DATA TO USE ::
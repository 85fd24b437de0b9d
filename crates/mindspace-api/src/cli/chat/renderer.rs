//! Terminal rendering of conversation turns.
//!
//! Assistant replies are markdown and go through `termimad`; user turns are
//! echoed verbatim.

use std::io::{self, Write};

use console::style;
use termimad::MadSkin;
use termimad::crossterm::style::Color;

use mindspace_types::chat::{Sender, Turn};

const WRAP_WIDTH: usize = 100;

pub struct ChatRenderer {
    skin: MadSkin,
}

impl ChatRenderer {
    pub fn new() -> Self {
        let mut skin = MadSkin::default_dark();
        skin.bold.set_fg(Color::Magenta);
        skin.headers[0].set_fg(Color::Magenta);
        skin.inline_code.set_fg(Color::Yellow);
        Self { skin }
    }

    /// Render assistant markdown, wrapped to the terminal (or a fixed width
    /// when there is no terminal).
    pub fn render_markdown(&self, markdown: &str) -> String {
        let width = termimad::terminal_size().0 as usize;
        let width = if width == 0 { WRAP_WIDTH } else { width.min(WRAP_WIDTH) };
        self.skin.text(markdown, Some(width.saturating_sub(4))).to_string()
    }

    /// Print one turn.
    pub fn print_turn(&self, out: &mut impl Write, turn: &Turn) -> io::Result<()> {
        self.print_reply(out, turn, None)
    }

    /// Print one turn, tagging the header with the question it answers when
    /// `question` is given.
    pub fn print_reply(
        &self,
        out: &mut impl Write,
        turn: &Turn,
        question: Option<&str>,
    ) -> io::Result<()> {
        let header = match question {
            Some(q) => format!(
                "{} {}",
                style("MindSpace >").magenta().bold(),
                style(format!("(re: \"{}\")", excerpt(q))).dim()
            ),
            None => style("MindSpace >").magenta().bold().to_string(),
        };
        match turn.sender {
            Sender::User => {
                writeln!(out, "  {} {}", style("You >").green().bold(), turn.text)
            }
            Sender::Assistant if turn.is_error() => {
                writeln!(out, "  {header} {}", style(&turn.text).red())?;
                writeln!(out)
            }
            Sender::Assistant => {
                writeln!(out, "  {header}")?;
                for line in self.render_markdown(&turn.text).lines() {
                    writeln!(out, "  {line}")?;
                }
                writeln!(out)
            }
        }
    }
}

fn excerpt(text: &str) -> String {
    const MAX: usize = 40;
    if text.chars().count() <= MAX {
        return text.to_string();
    }
    let cut: String = text.chars().take(MAX - 1).collect();
    format!("{}…", cut.trim_end())
}

impl Default for ChatRenderer {
    fn default() -> Self {
        Self::new()
    }
}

REQUIRED WORK :: Every line of the data that holds "excerpt" should be counted, and only the total given.

ANSWER BELOW :: 2